Il tender ci ha scaricati sul mio yacht, un Azimut 78 piedi ancorato nelle acque turchesi della Costiera Amalfitana. Il sole italiano scottava la pelle, il salmastro marino si mescolava al gelsomino della villa vicina. Prosecco ghiacciato in flute di cristallo Baccarat, bollicine che pizzicavano la lingua. ‘Assaggia questo’, ti ho detto, sfiorandoti le labbra con le mie. I tuoi occhi, Yannick, bruciavano già. Abbiamo passeggiato sul ponte in teak lucidato, il vento che mi alzava la gonna di seta, rivelando le mie cosce oliate con olio di oliva toscano.
L’Arrivo Esclusivo e la Tensione che Sale
Sotto il gazebo di lino egiziano, ci siamo seduti vicini. Le tue mani forti sulla mia schiena nuda, scendendo piano verso il fondoschiena. ‘Sei irresistibile’, hai mormorato, con quella voce rauca che mi fa impazzire. Io ridevo piano, nervosa, eccitata. Ho versato altro Prosecco, sentendo il calore salire tra le gambe. Il tuo bacio è arrivato improvviso, profondo, la tua lingua che esplorava la mia bocca come un conquistatore. Mani ovunque: le tue sul mio seno sodo, le mie sul tuo cazzo già duro sotto i pantaloni di lino.
Ci siamo spostati nella suite principale, king size bed con lenzuola di seta Frette, candele profumate Diptyque che illuminavano la cabina. Il rollio gentile dello yacht amplificava ogni tocco. Ti ho spinto sul letto, slacciandoti la camicia. ‘Voglio te, ora’, ho gemuto, leccandoti il collo salato dal sole.
E poi, Yannick, l’esplosione. Ti ho cavalcato la faccia, la tua lingua affamata sulla mia fica bagnata, succhiando il clitoride gonfio. ‘Sì, leccami così, porco’, ti ho ordinato, afferrandoti i capelli. Odiavo quel sapore aspro del mio umore misto al mare, la tua barba che grattava le labbra intime. Hai infilato due dita dentro, curvandole sul mio punto G, facendomi tremare. Io gocciolavo sulla tua bocca, urlando piano per non svegliare l’equipaggio.
La Passione Carnale e l’Estasi Finale
Mi sono chinata, ingoiando il tuo cazzo enorme, venoso, fino in gola. ‘Cazzo, che troia’, hai ringhiato, spingendo i fianchi. L’ho succhiato con avidità, la saliva che colava, le palle strette in mano. Poi ti ho montato, la fica che inghiottiva ogni centimetro del tuo uccello duro. ‘Scopami forte!’, ho implorato, cavalcandoti come una cavallerizza. I tuoi colpi dal basso mi sfondavano, il letto che cigolava, sudore che colava sui nostri corpi abbronzati.
Ti ho girato a pecorina, offrendoti il culo alto, le chiappe aperte. ‘Prendimi qui, piano all’inizio’, ho sussurrato. Hai lubrificato con la mia eccitazione, spingendo il cazzo nel mio ano stretto. Dolore e piacere misti, ‘Cazzo, sì, più profondo!’, ho gridato. La tua mano sulla fica, dita che sfregavano il clitoride mentre mi inculavi ritmico. Orgasmo multiplo: vaginale prima, anale dopo, il corpo che convulsionava, schizzi di squirt sul lenzuolo di lusso.

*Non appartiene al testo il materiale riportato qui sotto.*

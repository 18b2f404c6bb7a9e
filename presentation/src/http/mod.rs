//! HTTP API
//!
//! `POST /api/consensus` runs one consensus round per request. Each request
//! carries its own provider keys; nothing is shared between requests except
//! the immutable [`AppState`].

pub mod error;
pub mod handlers;
pub mod routes;
pub mod state;

pub use error::ApiError;
pub use routes::router;
pub use state::{AppState, ProviderInfo};
//! Judge output validation

mod schema_validator;

pub use schema_validator::JsonSchemaVerdictValidator;
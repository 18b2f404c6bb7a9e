//! Application layer for llm-consensus
//!
//! This crate contains use cases, port definitions, and application configuration.
//! It depends only on the domain layer.

pub mod config;
pub mod ports;
pub mod use_cases;

// Re-export commonly used types
pub use config::{ConsensusConfig, DEFAULT_REQUEST_TIMEOUT, ExecutionParams};
pub use ports::{
    llm_gateway::{GatewayError, LlmGateway, LlmSession},
    progress::{NoProgress, ProgressNotifier},
    verdict_validator::VerdictValidator,
};
pub use use_cases::run_consensus::{
    RunConsensusError, RunConsensusInput, RunConsensusUseCase, SynthesisError,
};
pub use use_cases::shared::generate;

Hai accelerato, ‘Vengo dentro!’, hai urlato, riempiendomi di sborra calda, senza preservativo, puro istinto animale. Io ho stretto i muscoli, mungendoti ogni goccia, sentendola colare fuori.

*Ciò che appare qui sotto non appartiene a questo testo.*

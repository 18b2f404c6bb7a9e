//! OpenAI Chat Completions adapter

use super::response_parsing::{ErrorClass, ErrorEnvelope, map_transport_error};
use super::wire_schema::openai_strict;
use super::{ProviderAdapter, ProviderSettings};
use async_trait::async_trait;
use consensus_application::{GatewayError, LlmSession};
use consensus_domain::ProviderId;
use reqwest::{Client, StatusCode};
use serde::{Deserialize, Serialize};
use serde_json::{Value, json};
use std::sync::Arc;
use tracing::debug;

const LABEL: &str = "OpenAI";
const SCHEMA_NAME: &str = "consensus_verdict";

pub struct OpenAiAdapter {
    client: Client,
    settings: Arc<ProviderSettings>,
}

impl OpenAiAdapter {
    pub fn new(client: Client, settings: ProviderSettings) -> Self {
        Self {
            client,
            settings: Arc::new(settings),
        }
    }
}

#[async_trait]
impl ProviderAdapter for OpenAiAdapter {
    fn provider(&self) -> ProviderId {
        ProviderId::OpenAi
    }

    fn settings(&self) -> &ProviderSettings {
        &self.settings
    }

    async fn create_session(
        &self,
        api_key: String,
        system_prompt: &str,
    ) -> Result<Box<dyn LlmSession>, GatewayError> {
        Ok(Box::new(OpenAiSession {
            client: self.client.clone(),
            settings: Arc::clone(&self.settings),
            api_key,
            system_prompt: system_prompt.to_string(),
        }))
    }
}

pub struct OpenAiSession {
    client: Client,
    settings: Arc<ProviderSettings>,
    api_key: String,
    system_prompt: String,
}

impl OpenAiSession {
    fn build_request(&self, content: &str, response_format: Option<Value>) -> ChatRequest {
        ChatRequest {
            model: self.settings.model.clone(),
            max_completion_tokens: self.settings.max_tokens,
            messages: vec![
                ChatMessage {
                    role: "system",
                    content: self.system_prompt.clone(),
                },
                ChatMessage {
                    role: "user",
                    content: content.to_string(),
                },
            ],
            response_format,
        }
    }

    async fn complete(&self, request: &ChatRequest) -> Result<String, GatewayError> {
        debug!("OpenAI request: model={}", request.model);

        let response = self
            .client
            .post(self.settings.endpoint("/v1/chat/completions"))
            .timeout(self.settings.timeout)
            .bearer_auth(&self.api_key)
            .json(request)
            .send()
            .await
            .map_err(|e| map_transport_error(LABEL, e))?;

        let status = response.status();
        let body = response
            .text()
            .await
            .map_err(|e| map_transport_error(LABEL, e))?;
        if !status.is_success() {
            return Err(map_http_error(status, &body));
        }

        let parsed: ChatResponse = serde_json::from_str(&body).map_err(|e| {
            GatewayError::InvalidResponse(format!("OpenAI response decode failed: {e}"))
        })?;
        let message = parsed
            .choices
            .into_iter()
            .next()
            .map(|choice| choice.message)
            .ok_or_else(|| GatewayError::InvalidResponse("OpenAI returned no choices".into()))?;

        if let Some(refusal) = message.refusal.filter(|r| !r.trim().is_empty()) {
            return Err(GatewayError::InvalidResponse(format!(
                "OpenAI model refused: {refusal}"
            )));
        }

        message
            .content
            .filter(|c| !c.trim().is_empty())
            .ok_or_else(|| GatewayError::InvalidResponse("OpenAI returned empty content".into()))
    }
}

#[async_trait]
impl LlmSession for OpenAiSession {
    fn provider(&self) -> ProviderId {
        ProviderId::OpenAi
    }

    async fn send(&self, content: &str) -> Result<String, GatewayError> {
        let request = self.build_request(content, None);
        self.complete(&request).await
    }

    async fn send_structured(&self, content: &str, schema: &Value) -> Result<String, GatewayError> {
        let response_format = json!({
            "type": "json_schema",
            "json_schema": {
                "name": SCHEMA_NAME,
                "strict": true,
                "schema": openai_strict(schema),
            }
        });
        let request = self.build_request(content, Some(response_format));
        self.complete(&request).await
    }
}

fn map_http_error(status: StatusCode, body: &str) -> GatewayError {
    let envelope = ErrorEnvelope::parse(body);
    let detail = envelope.detail();

    let class = if matches!(detail.code(), Some("invalid_api_key" | "invalid_authentication"))
        || matches!(detail.error_type(), Some("authentication_error"))
    {
        ErrorClass::Auth
    } else if matches!(
        detail.code(),
        Some("rate_limit_exceeded" | "insufficient_quota")
    ) {
        ErrorClass::RateLimited
    } else {
        ErrorClass::from_status(status)
    };

    class.into_error(LABEL, status, detail.message_or(body))
}

#[derive(Debug, Serialize)]
struct ChatRequest {
    model: String,
    max_completion_tokens: u32,
    messages: Vec<ChatMessage>,
    #[serde(skip_serializing_if = "Option::is_none")]
    response_format: Option<Value>,
}

#[derive(Debug, Serialize)]
struct ChatMessage {
    role: &'static str,
    content: String,
}

#[derive(Debug, Deserialize)]
struct ChatResponse {
    #[serde(default)]
    choices: Vec<ChatChoice>,
}

#[derive(Debug, Deserialize)]
struct ChatChoice {
    message: ChatResponseMessage,
}

#[derive(Debug, Deserialize)]
struct ChatResponseMessage {
    #[serde(default)]
    content: Option<String>,
    #[serde(default)]
    refusal: Option<String>,
}
//! Progress reporting for consensus runs

use colored::Colorize;
use consensus_application::ProgressNotifier;
use consensus_domain::{Phase, ProviderId};
use indicatif::{MultiProgress, ProgressBar, ProgressStyle};
use std::sync::Mutex;

/// Reports progress during a consensus run with progress bars
pub struct ProgressReporter {
    multi: MultiProgress,
    phase_bar: Mutex<Option<ProgressBar>>,
}

impl ProgressReporter {
    pub fn new() -> Self {
        Self {
            multi: MultiProgress::new(),
            phase_bar: Mutex::new(None),
        }
    }

    fn phase_style() -> ProgressStyle {
        ProgressStyle::default_bar()
            .template("{spinner:.green} {prefix:.bold.cyan} [{bar:40.cyan/blue}] {pos}/{len} {msg}")
            .unwrap_or_else(|_| ProgressStyle::default_bar())
            .progress_chars("=>-")
    }

    fn phase_display_name(phase: &Phase) -> &'static str {
        match phase {
            Phase::FanOut => "Phase 1: Provider Fan-Out",
            Phase::Synthesis => "Phase 2: Synthesis",
        }
    }

    fn phase_short_name(phase: &Phase) -> &'static str {
        match phase {
            Phase::FanOut => "Phase 1",
            Phase::Synthesis => "Phase 2",
        }
    }
}

impl Default for ProgressReporter {
    fn default() -> Self {
        Self::new()
    }
}

impl ProgressNotifier for ProgressReporter {
    fn on_phase_start(&self, phase: &Phase, total_tasks: usize) {
        let pb = self.multi.add(ProgressBar::new(total_tasks as u64));
        pb.set_style(Self::phase_style());
        pb.set_prefix(Self::phase_display_name(phase).to_string());
        pb.set_message("Starting...");

        if let Ok(mut slot) = self.phase_bar.lock() {
            *slot = Some(pb);
        }
    }

    fn on_task_complete(&self, _phase: &Phase, provider: ProviderId, success: bool) {
        let Ok(slot) = self.phase_bar.lock() else {
            return;
        };
        if let Some(pb) = slot.as_ref() {
            let status = if success {
                format!("{} {}", "v".green(), provider.display_name())
            } else {
                format!("{} {}", "x".red(), provider.display_name())
            };
            pb.set_message(status);
            pb.inc(1);
        }
    }

    fn on_phase_complete(&self, phase: &Phase) {
        let finished = self.phase_bar.lock().ok().and_then(|mut slot| slot.take());
        if let Some(pb) = finished {
            pb.finish_with_message(format!("{} complete!", Self::phase_short_name(phase).green()));
        }
    }

    fn on_judge_selected(&self, provider: ProviderId) {
        // Printed above the bars so it stays visible after they finish
        let _ = self.multi.println(format!(
            "{} {}",
            "Judge:".cyan().bold(),
            provider.display_name()
        ));
    }
}

/// Simple text-based progress (no fancy UI)
pub struct SimpleProgress;

impl ProgressNotifier for SimpleProgress {
    fn on_phase_start(&self, phase: &Phase, total_tasks: usize) {
        let phase_name = ProgressReporter::phase_display_name(phase);
        eprintln!(
            "{} {} ({} tasks)",
            "->".cyan(),
            phase_name.bold(),
            total_tasks
        );
    }

    fn on_task_complete(&self, _phase: &Phase, provider: ProviderId, success: bool) {
        if success {
            eprintln!("  {} {}", "v".green(), provider.display_name());
        } else {
            eprintln!("  {} {} (failed)", "x".red(), provider.display_name());
        }
    }

    fn on_phase_complete(&self, _phase: &Phase) {
        eprintln!();
    }

    fn on_judge_selected(&self, provider: ProviderId) {
        eprintln!("  {} {}", "judge:".dimmed(), provider.display_name());
    }
}
//! Command-line interface definitions

pub mod commands;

Dopo, Yannick, nudi sul ponte sotto le stelle mediterranee. Il tuo braccio intorno a me, Prosecco finito, corpi appagati. ‘È stato perfetto’, ti ho detto, baciandoti piano. Quel senso di privilegio, di élite: solo noi, il lusso che si fa carne. Mi sento una dea, tu il mio re per una notte. Un ricordo eterno, nostro e di nessun altro. Ciao, mio Yannick.